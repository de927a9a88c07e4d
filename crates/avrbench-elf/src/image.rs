//! Firmware image split into AVR memory spaces.

use std::path::Path;

use tracing::{debug, trace};

use crate::constants::*;
use crate::file::ElfFile;
use crate::header::ProgramHeader;
use crate::{ElfError, Result};

/// Memory space a load address belongs to.
#[derive(Clone, Copy, Debug, PartialEq, Eq)]
pub enum Region {
    Flash,
    Data,
    Eeprom,
    /// Fuses, lock bits, signature and anything else the simulator ignores.
    Other,
}

impl Region {
    /// Classify a physical (load) address using avr-gcc's offsets.
    pub const fn of(paddr: u32) -> Self {
        if paddr < AVR_FLASH_END {
            Self::Flash
        } else if paddr < AVR_EEPROM_OFFSET {
            Self::Data
        } else if paddr < AVR_EEPROM_END {
            Self::Eeprom
        } else {
            Self::Other
        }
    }
}

/// Firmware image ready to be handed to a simulator.
///
/// `flash` starts at address 0 and covers everything up to the end of the
/// highest flash segment, gaps zero-filled. Initialised `.data` is part of
/// it because avr-gcc stores the data initialisers in flash.
#[derive(Clone, Debug, Default)]
pub struct FirmwareImage {
    pub entry_point: u32,
    pub flash: Vec<u8>,
    pub eeprom: Vec<u8>,
    /// Size of the `.data` initialisers at the tail of flash.
    pub data_size: u32,
}

impl FirmwareImage {
    /// Read and parse a firmware file.
    pub fn load(path: impl AsRef<Path>) -> Result<Self> {
        let path = path.as_ref();
        let data = std::fs::read(path)?;
        let image = Self::parse(&data)?;
        debug!(
            path = %path.display(),
            flash = image.flash.len(),
            eeprom = image.eeprom.len(),
            data = image.data_size,
            "loaded firmware"
        );
        Ok(image)
    }

    /// Parse an AVR ELF executable.
    pub fn parse(data: &[u8]) -> Result<Self> {
        let elf = ElfFile::parse(data)?;
        let loadable = Self::validate_segments(&elf, data)?;

        let mut flash = Vec::new();
        let mut eeprom = Vec::new();
        for phdr in &loadable {
            let start = phdr.offset as usize;
            let bytes = &data[start..start + phdr.filesz as usize];
            match Region::of(phdr.paddr) {
                Region::Flash => place(&mut flash, phdr.paddr, bytes),
                Region::Eeprom => place(&mut eeprom, phdr.paddr - AVR_EEPROM_OFFSET, bytes),
                region => {
                    trace!(paddr = format!("{:#x}", phdr.paddr), ?region, "skipping segment");
                }
            }
        }

        if flash.is_empty() {
            return Err(ElfError::NoLoadableSegments);
        }

        Ok(Self {
            entry_point: elf.entry_point,
            flash,
            eeprom,
            data_size: elf.section(".data").map_or(0, |s| s.size),
        })
    }

    /// Build an image from raw flash bytes (e.g. an objcopy'd `.bin`).
    pub fn from_flash(flash: Vec<u8>) -> Self {
        Self {
            entry_point: 0,
            flash,
            eeprom: Vec::new(),
            data_size: 0,
        }
    }

    /// Bytes programmed into flash. This is the size reported for a benchmark.
    pub fn flash_size(&self) -> u32 {
        u32::try_from(self.flash.len()).unwrap_or(u32::MAX)
    }

    /// End of executable code in flash (the `.data` initialisers follow it).
    pub fn code_end(&self) -> u32 {
        self.flash_size().saturating_sub(self.data_size)
    }

    /// Serialise as a minimal ELF executable with one segment per memory space.
    ///
    /// No section headers are written, so `data_size` does not survive.
    pub fn to_elf_bytes(&self) -> Vec<u8> {
        let mut segments: Vec<(u32, u32, &[u8])> = vec![(0, PF_R | PF_X, &self.flash)];
        if !self.eeprom.is_empty() {
            segments.push((AVR_EEPROM_OFFSET, PF_R | PF_W, &self.eeprom));
        }

        let phoff = ELF32_HEADER_SIZE;
        let mut offset = phoff + segments.len() * ELF32_PHDR_SIZE;

        let mut out = Vec::with_capacity(offset + self.flash.len() + self.eeprom.len());
        out.extend_from_slice(&ELF_MAGIC.to_le_bytes());
        out.extend_from_slice(&[ELF_CLASS_32, ELF_DATA_LSB, ELF_VERSION_CURRENT]);
        out.resize(16, 0);
        out.extend_from_slice(&ELF_TYPE_EXEC.to_le_bytes());
        out.extend_from_slice(&ELF_MACHINE_AVR.to_le_bytes());
        out.extend_from_slice(&u32::from(ELF_VERSION_CURRENT).to_le_bytes());
        out.extend_from_slice(&self.entry_point.to_le_bytes());
        out.extend_from_slice(&(phoff as u32).to_le_bytes());
        out.extend_from_slice(&0u32.to_le_bytes()); // e_shoff
        out.extend_from_slice(&0u32.to_le_bytes()); // e_flags
        out.extend_from_slice(&(ELF32_HEADER_SIZE as u16).to_le_bytes());
        out.extend_from_slice(&(ELF32_PHDR_SIZE as u16).to_le_bytes());
        out.extend_from_slice(&(segments.len() as u16).to_le_bytes());
        out.extend_from_slice(&(ELF32_SHDR_SIZE as u16).to_le_bytes());
        out.extend_from_slice(&0u16.to_le_bytes()); // e_shnum
        out.extend_from_slice(&0u16.to_le_bytes()); // e_shstrndx

        for &(addr, flags, bytes) in &segments {
            let len = bytes.len() as u32;
            for word in [PT_LOAD, offset as u32, addr, addr, len, len, flags, 1] {
                out.extend_from_slice(&word.to_le_bytes());
            }
            offset += bytes.len();
        }
        for &(_, _, bytes) in &segments {
            out.extend_from_slice(bytes);
        }
        out
    }

    fn validate_segments(elf: &ElfFile, file_data: &[u8]) -> Result<Vec<ProgramHeader>> {
        let mut loadable = Vec::new();

        for phdr in &elf.program_headers {
            // .bss and .noinit have no file bytes and live in data space only.
            if phdr.p_type != PT_LOAD || phdr.filesz == 0 {
                continue;
            }

            let end = phdr.offset as usize + phdr.filesz as usize;
            if end > file_data.len() {
                return Err(ElfError::SegmentBeyondFile);
            }

            let load_end = phdr
                .paddr
                .checked_add(phdr.filesz)
                .ok_or(ElfError::RegionOverflow("load address"))?;
            match Region::of(phdr.paddr) {
                Region::Flash if load_end > AVR_FLASH_END => {
                    return Err(ElfError::RegionOverflow("flash"));
                }
                Region::Eeprom if load_end > AVR_EEPROM_END => {
                    return Err(ElfError::RegionOverflow("eeprom"));
                }
                _ => {}
            }

            loadable.push(phdr.clone());
        }

        if loadable.is_empty() {
            return Err(ElfError::NoLoadableSegments);
        }
        if loadable.len() > MAX_SEGMENTS {
            return Err(ElfError::TooManySegments);
        }

        for (i, a) in loadable.iter().enumerate() {
            let a_end = a.paddr + a.filesz;
            for b in loadable.iter().skip(i + 1) {
                let b_end = b.paddr + b.filesz;
                if a.paddr < b_end && b.paddr < a_end {
                    return Err(ElfError::OverlappingSegments);
                }
            }
        }

        Ok(loadable)
    }
}

/// Copy `bytes` into `buf` at `addr`, growing and zero-filling as needed.
fn place(buf: &mut Vec<u8>, addr: u32, bytes: &[u8]) {
    let start = addr as usize;
    let end = start + bytes.len();
    if buf.len() < end {
        buf.resize(end, 0);
    }
    buf[start..end].copy_from_slice(bytes);
}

-------------------------

**ACTIVITY**
Among the records above, determine how many lines contain "phoff", then report the number only.

**EXERCISE OUTPUT**
3